#### TRY IT:
Which lines of the entries contain the word "TranslateCriteria"? Please list them.

Start of DATA FOR REVIEW

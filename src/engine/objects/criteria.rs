//! The criteria (predicate) layer of the resolved command tree, together
//! with the three sentinel criteria every rewrite rule funnels into.
//!
//! The sentinels have exactly one canonical shape each, so downstream code
//! detects "always true/false/unknown" by structural equality instead of
//! re-deriving it.

use super::{Constant, Expression, QueryCommand, SqlType};
use std::fmt::{self, Display, Formatter};

#[derive(Clone, Debug, PartialEq)]
pub enum Criteria {
    Compare(CompareCriteria),
    Compound(CompoundCriteria),
    Not(Box<Criteria>),
    Between(BetweenCriteria),
    Match(MatchCriteria),
    SetCriteria(SetCriteria),
    IsNull(IsNullCriteria),
    SubqueryCompare(SubqueryCompareCriteria),
    Exists(Box<QueryCommand>),
    //The two below only appear inside virtual procedure bodies and are
    //resolved away by the procedural rewriter.
    HasCriteria(HasCriteria),
    TranslateCriteria(TranslateCriteria),
}

#[derive(Clone, Copy, Debug, PartialEq)]
pub enum CompareOp {
    Eq,
    Ne,
    Lt,
    Gt,
    Le,
    Ge,
}

impl CompareOp {
    /// The operator for the logically negated comparison.
    pub fn negate(self) -> CompareOp {
        match self {
            CompareOp::Eq => CompareOp::Ne,
            CompareOp::Ne => CompareOp::Eq,
            CompareOp::Lt => CompareOp::Ge,
            CompareOp::Ge => CompareOp::Lt,
            CompareOp::Gt => CompareOp::Le,
            CompareOp::Le => CompareOp::Gt,
        }
    }

    /// The operator after the two sides swap places.
    pub fn mirror(self) -> CompareOp {
        match self {
            CompareOp::Eq => CompareOp::Eq,
            CompareOp::Ne => CompareOp::Ne,
            CompareOp::Lt => CompareOp::Gt,
            CompareOp::Gt => CompareOp::Lt,
            CompareOp::Le => CompareOp::Ge,
            CompareOp::Ge => CompareOp::Le,
        }
    }

    pub fn is_equality(self) -> bool {
        matches!(self, CompareOp::Eq | CompareOp::Ne)
    }
}

#[derive(Clone, Debug, PartialEq)]
pub struct CompareCriteria {
    pub op: CompareOp,
    pub left: Expression,
    pub right: Expression,
}

#[derive(Clone, Copy, Debug, PartialEq)]
pub enum CompoundOp {
    And,
    Or,
}

#[derive(Clone, Debug, PartialEq)]
pub struct CompoundCriteria {
    pub op: CompoundOp,
    pub parts: Vec<Criteria>,
}

#[derive(Clone, Debug, PartialEq)]
pub struct BetweenCriteria {
    pub expr: Expression,
    pub negated: bool,
    pub low: Expression,
    pub high: Expression,
}

#[derive(Clone, Debug, PartialEq)]
pub struct MatchCriteria {
    pub expr: Expression,
    pub pattern: Expression,
    pub escape: Option<char>,
    pub negated: bool,
}

/// IN / NOT IN over an explicit value list.
#[derive(Clone, Debug, PartialEq)]
pub struct SetCriteria {
    pub expr: Expression,
    pub values: Vec<Expression>,
    pub negated: bool,
}

#[derive(Clone, Debug, PartialEq)]
pub struct IsNullCriteria {
    pub expr: Expression,
    pub negated: bool,
}

#[derive(Clone, Copy, Debug, PartialEq)]
pub enum Quantifier {
    Any,
    Some,
    All,
}

#[derive(Clone, Debug, PartialEq)]
pub struct SubqueryCompareCriteria {
    pub expr: Expression,
    pub op: CompareOp,
    pub quantifier: Quantifier,
    pub subquery: Box<QueryCommand>,
}

/// HAS CRITERIA [ON (col, ...)]
#[derive(Clone, Debug, PartialEq)]
pub struct HasCriteria {
    pub elements: Vec<String>,
}

/// TRANSLATE [LIKE] CRITERIA [ON (col, ...)] [WITH (col = expr, ...)]
#[derive(Clone, Debug, PartialEq)]
pub struct TranslateCriteria {
    pub like: bool,
    pub elements: Vec<String>,
    pub translations: Vec<(String, Expression)>,
}

fn sentinel_compare(op: CompareOp, value: Constant, other: Constant) -> Criteria {
    Criteria::Compare(CompareCriteria {
        op,
        left: Expression::Constant(value),
        right: Expression::Constant(other),
    })
}

/// The canonical always-true criteria: `1 = 1`.
pub fn true_criteria() -> Criteria {
    sentinel_compare(CompareOp::Eq, Constant::integer(1), Constant::integer(1))
}

/// The canonical always-false criteria: `1 = 0`.
pub fn false_criteria() -> Criteria {
    sentinel_compare(CompareOp::Eq, Constant::integer(1), Constant::integer(0))
}

/// The canonical always-unknown criteria: `null <> null`.
pub fn unknown_criteria() -> Criteria {
    sentinel_compare(
        CompareOp::Ne,
        Constant::null(SqlType::Null),
        Constant::null(SqlType::Null),
    )
}

impl Criteria {
    pub fn is_true_criteria(&self) -> bool {
        *self == true_criteria()
    }

    pub fn is_false_criteria(&self) -> bool {
        *self == false_criteria()
    }

    pub fn is_unknown_criteria(&self) -> bool {
        *self == unknown_criteria()
    }

    pub fn and(parts: Vec<Criteria>) -> Criteria {
        Criteria::Compound(CompoundCriteria {
            op: CompoundOp::And,
            parts,
        })
    }

    pub fn or(parts: Vec<Criteria>) -> Criteria {
        Criteria::Compound(CompoundCriteria {
            op: CompoundOp::Or,
            parts,
        })
    }

    pub fn compare(left: Expression, op: CompareOp, right: Expression) -> Criteria {
        Criteria::Compare(CompareCriteria { op, left, right })
    }

    /// Splits a criteria into its top level AND parts, for callers that push
    /// individual conjuncts toward sources.
    pub fn conjuncts(self) -> Vec<Criteria> {
        match self {
            Criteria::Compound(c) if c.op == CompoundOp::And => c.parts,
            other => vec![other],
        }
    }
}

impl Display for CompareOp {
    fn fmt(&self, f: &mut Formatter<'_>) -> fmt::Result {
        match self {
            CompareOp::Eq => write!(f, "="),
            CompareOp::Ne => write!(f, "<>"),
            CompareOp::Lt => write!(f, "<"),
            CompareOp::Gt => write!(f, ">"),
            CompareOp::Le => write!(f, "<="),
            CompareOp::Ge => write!(f, ">="),
        }
    }
}

impl Display for Criteria {
    fn fmt(&self, f: &mut Formatter<'_>) -> fmt::Result {
        match self {
            Criteria::Compare(c) => write!(f, "{} {} {}", c.left, c.op, c.right),
            Criteria::Compound(c) => {
                let join = match c.op {
                    CompoundOp::And => " AND ",
                    CompoundOp::Or => " OR ",
                };
                for (i, part) in c.parts.iter().enumerate() {
                    if i > 0 {
                        write!(f, "{}", join)?;
                    }
                    write!(f, "({})", part)?;
                }
                Ok(())
            }
            Criteria::Not(c) => write!(f, "NOT ({})", c),
            Criteria::Between(b) => {
                if b.negated {
                    write!(f, "{} NOT BETWEEN {} AND {}", b.expr, b.low, b.high)
                } else {
                    write!(f, "{} BETWEEN {} AND {}", b.expr, b.low, b.high)
                }
            }
            Criteria::Match(m) => {
                if m.negated {
                    write!(f, "{} NOT LIKE {}", m.expr, m.pattern)?;
                } else {
                    write!(f, "{} LIKE {}", m.expr, m.pattern)?;
                }
                if let Some(escape) = m.escape {
                    write!(f, " ESCAPE '{}'", escape)?;
                }
                Ok(())
            }
            Criteria::SetCriteria(s) => {
                if s.negated {
                    write!(f, "{} NOT IN (", s.expr)?;
                } else {
                    write!(f, "{} IN (", s.expr)?;
                }
                for (i, value) in s.values.iter().enumerate() {
                    if i > 0 {
                        write!(f, ", ")?;
                    }
                    write!(f, "{}", value)?;
                }
                write!(f, ")")
            }
            Criteria::IsNull(n) => {
                if n.negated {
                    write!(f, "{} IS NOT NULL", n.expr)
                } else {
                    write!(f, "{} IS NULL", n.expr)
                }
            }
            Criteria::SubqueryCompare(s) => {
                let quantifier = match s.quantifier {
                    Quantifier::Any => "ANY",
                    Quantifier::Some => "SOME",
                    Quantifier::All => "ALL",
                };
                write!(f, "{} {} {} ({})", s.expr, s.op, quantifier, s.subquery)
            }
            Criteria::Exists(q) => write!(f, "EXISTS ({})", q),
            Criteria::HasCriteria(h) => {
                write!(f, "HAS CRITERIA ON (")?;
                for (i, name) in h.elements.iter().enumerate() {
                    if i > 0 {
                        write!(f, ", ")?;
                    }
                    write!(f, "{}", name)?;
                }
                write!(f, ")")
            }
            Criteria::TranslateCriteria(t) => {
                if t.like {
                    write!(f, "TRANSLATE LIKE CRITERIA")?;
                } else {
                    write!(f, "TRANSLATE CRITERIA")?;
                }
                if !t.elements.is_empty() {
                    write!(f, " ON (")?;
                    for (i, name) in t.elements.iter().enumerate() {
                        if i > 0 {
                            write!(f, ", ")?;
                        }
                        write!(f, "{}", name)?;
                    }
                    write!(f, ")")?;
                }
                if !t.translations.is_empty() {
                    write!(f, " WITH (")?;
                    for (i, (name, expr)) in t.translations.iter().enumerate() {
                        if i > 0 {
                            write!(f, ", ")?;
                        }
                        write!(f, "{} = {}", name, expr)?;
                    }
                    write!(f, ")")?;
                }
                Ok(())
            }
        }
    }
}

End of DATA FOR REVIEW

#### EXERCISE SOLUTION:
    TranslateCriteria(TranslateCriteria),
pub struct TranslateCriteria {
            Criteria::TranslateCriteria(t) => {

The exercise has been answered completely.